Rolling Back the Twentieth Century: The Endgame of the Trump Tax Cuts
The men who would be kings are showing their hand
As the wrecking crew slashes its way through the Federal Government, it appears they are bent on stripping it down to the bones. Recently, The Nation observed that Thomas Frank, in his book of the same name back in 2008, rightly observed that “the core mission of the government-baiting right is to marshal all available power and cash to demonstrate its central ideological presupposition: that government is incapable of functioning effectively.” Some things never change.
Despite all the stage craft and suffering involved in the present assaults, the truth is that Trump simply cannot make the government small enough to pay for the boat load of tax cuts he hopes to give the rich and corporations. The New York Times reported last week that the massive $4.5 trillion that Republicans want to spend on tax cuts is not remotely offset by the current catastrophic cuts to the government, and the money saved is still not enough to accommodate the President’s list of promised give aways.
Hence, “The overriding goal of this year’s bill is to extend the expiring provisions, which provide their largest benefits to the rich, before they end.” But on top of that extension, Trump has promised a grab bag of other tax cuts where, “Even such a huge sum is not nearly enough for all of their ideas.”

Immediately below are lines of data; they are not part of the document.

//! The [`LogLine`] record type.

use crate::codec::finite::check_finite;
use crate::codec::CodecError;
use serde::{Deserialize, Serialize};
use serde_json::{Map, Value};
use std::collections::BTreeMap;

/// A single event from a logs collection.
///
/// Any JSON object is a valid `LogLine`, e.g.
/// `{"time": "2019-06-29T00:00:00+00:00", "ip": "0.0.0.0", "method": "GET", "url": "/test/url"}`.
///
/// Keys are kept in sorted order, which is also the order they are written to disk.
/// Numbers read back from a collection file are always floating point, so a line appended
/// as `{"a": 1}` reads back as `{"a": 1.0}`.
#[derive(Debug, Clone, Default, PartialEq, Serialize, Deserialize)]
#[serde(transparent)]
pub struct LogLine {
    fields: Map<String, Value>,
    /// Fields whose inserted value has no JSON form, with the reason. Such a line cannot be
    /// encoded.
    #[serde(skip)]
    unencodable: BTreeMap<String, String>,
}

impl LogLine {
    pub fn new() -> Self {
        Self::default()
    }

    /// Builds a `LogLine` from any serializable value that renders as a JSON object.
    ///
    /// Fails with [`CodecError::EncodeFailure`] if the value cannot be represented as JSON
    /// (a NaN or infinite float, a map with non-string keys) and [`CodecError::NotAnObject`]
    /// if it is valid JSON but not an object.
    pub fn from_serialize<T: Serialize + ?Sized>(value: &T) -> Result<Self, CodecError> {
        check_finite(value).map_err(CodecError::EncodeFailure)?;
        let value = serde_json::to_value(value).map_err(CodecError::EncodeFailure)?;
        Self::try_from(value)
    }

    /// Inserts a field, returning the previous value for that key.
    ///
    /// A value with no JSON form, such as `f64::NAN`, is stored as `null` and marks the line
    /// unencodable: [`encode_line`](crate::codec::encode_line) and therefore every append of
    /// it fail with [`CodecError::EncodeFailure`] until the key is overwritten with a valid value.
    pub fn insert<V: Serialize>(&mut self, key: impl Into<String>, value: V) -> Option<Value> {
        let key = key.into();
        let value = match check_finite(&value).and_then(|()| serde_json::to_value(&value)) {
            Ok(value) => {
                self.unencodable.remove(&key);
                value
            }
            Err(err) => {
                self.unencodable.insert(key.clone(), err.to_string());
                Value::Null
            }
        };
        self.fields.insert(key, value)
    }

    pub fn get(&self, key: &str) -> Option<&Value> {
        self.fields.get(key)
    }

    pub fn len(&self) -> usize {
        self.fields.len()
    }

    pub fn is_empty(&self) -> bool {
        self.fields.is_empty()
    }

    pub fn iter(&self) -> serde_json::map::Iter<'_> {
        self.fields.iter()
    }

    pub fn as_map(&self) -> &Map<String, Value> {
        &self.fields
    }

    pub fn into_map(self) -> Map<String, Value> {
        self.fields
    }

    /// The first field that was inserted with a value JSON cannot hold, and why.
    pub(crate) fn unencodable_field(&self) -> Option<(&str, &str)> {
        self.unencodable
            .iter()
            .next()
            .map(|(key, reason)| (key.as_str(), reason.as_str()))
    }
}

impl From<Map<String, Value>> for LogLine {
    fn from(fields: Map<String, Value>) -> Self {
        Self {
            fields,
            unencodable: BTreeMap::new(),
        }
    }
}

impl TryFrom<Value> for LogLine {
    type Error = CodecError;

    fn try_from(value: Value) -> Result<Self, Self::Error> {
        match value {
            Value::Object(map) => Ok(Self::from(map)),
            _ => Err(CodecError::NotAnObject),
        }
    }
}

impl<'a> IntoIterator for &'a LogLine {
    type Item = (&'a String, &'a Value);
    type IntoIter = serde_json::map::Iter<'a>;

    fn into_iter(self) -> Self::IntoIter {
        self.fields.iter()
    }
}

House Republicans are preparing to adopt a budget plan that puts a $4.5 trillion upper limit on the size of the tax cut. Such a massive sum, however, won’t come close to covering their grand schemes, and so lawmakers must now decide which policy commitments are essential and which ones they can live without.
One might think that the budget hawks in the GOP would balk at the size of Trump’s bag of goodies, but the White House insists that even more is on the table according to the Times:
Karoline Leavitt, the White House press secretary, reminded reporters recently that Mr. Trump wants the bill to include his ideas to not tax tips ($100 billion, per the Committee for a Responsible Federal Budget), not tax overtime pay (at least $250 billion), lower taxes for companies that make their products in the United States (at least $100 billion) and eliminate taxes on Social Security income (at least $550 billion).
It doesn’t take a budget expert to see that this wave of tax cuts will gut federal revenue and make it harder and harder to cover the cost of programs like Social Security and Medicare. If the budget hawks fold to Trump’s demands, as the entire GOP has done up to this point, it’s easy to see how Trump could grow the deficit with little more than a few grumbles as he did last time, only to change course once the wealth has been redistributed. In the short term, the sacrificial lambs will be the poor and socially marginalized who will feel the pain of the budget axe; eventually, though, everyone but the wealthy will be on the table.
Despite the President’s protestations that he will never touch Social Security and Medicare, his desire to dismantle the New Deal legacy of the Democratic party can be more easily warranted if the tax cuts the Republicans give now end up pushing the federal deficit up to the point where he will create the justification for gutting entitlements in the service of a newfound fiscal responsibility. The answer? Is there anything the market can’t solve if everything is privatized for profit while risk is socialized? Not in our brave new world.
The old line from Grover Norquist that the aim of the American Right was to shrink the government down until it was small enough to drown in a bathtub is quickly becoming a reality. Behind the façade of populist rhetoric, we are witnessing the fever dreams of the libertarian right come to fruition—democracy enchained while America’s plutocrats are left utterly unchecked by regulations or reasonable taxation. The logical result of this will be what William Greideronce called “rolling back the twentieth century.”
One can look to the past, as Nancy MacLean does in Democracy in Chains: The Deep History of the Radical Right’s Plan for America, and discover that since the middle of the twentieth century, the Right’s goal has been to protect capitalism from democracy, permanently. The present gang of disrupters in D.C. is teaching progressives that it is they, not the Democrats, who really learned how to demand the impossible long enough and loud enough to make it a reality. It is up to the rest of us to build a countermovement that refuses to accept oligarchy and pushes long and hard for thoroughgoing democracy in the face of the blatant authoritarianism and corruption of Trump and company.
As Mother Jones angrily told a crowd of striking miners nearly a century ago, “There are no Kings in America!”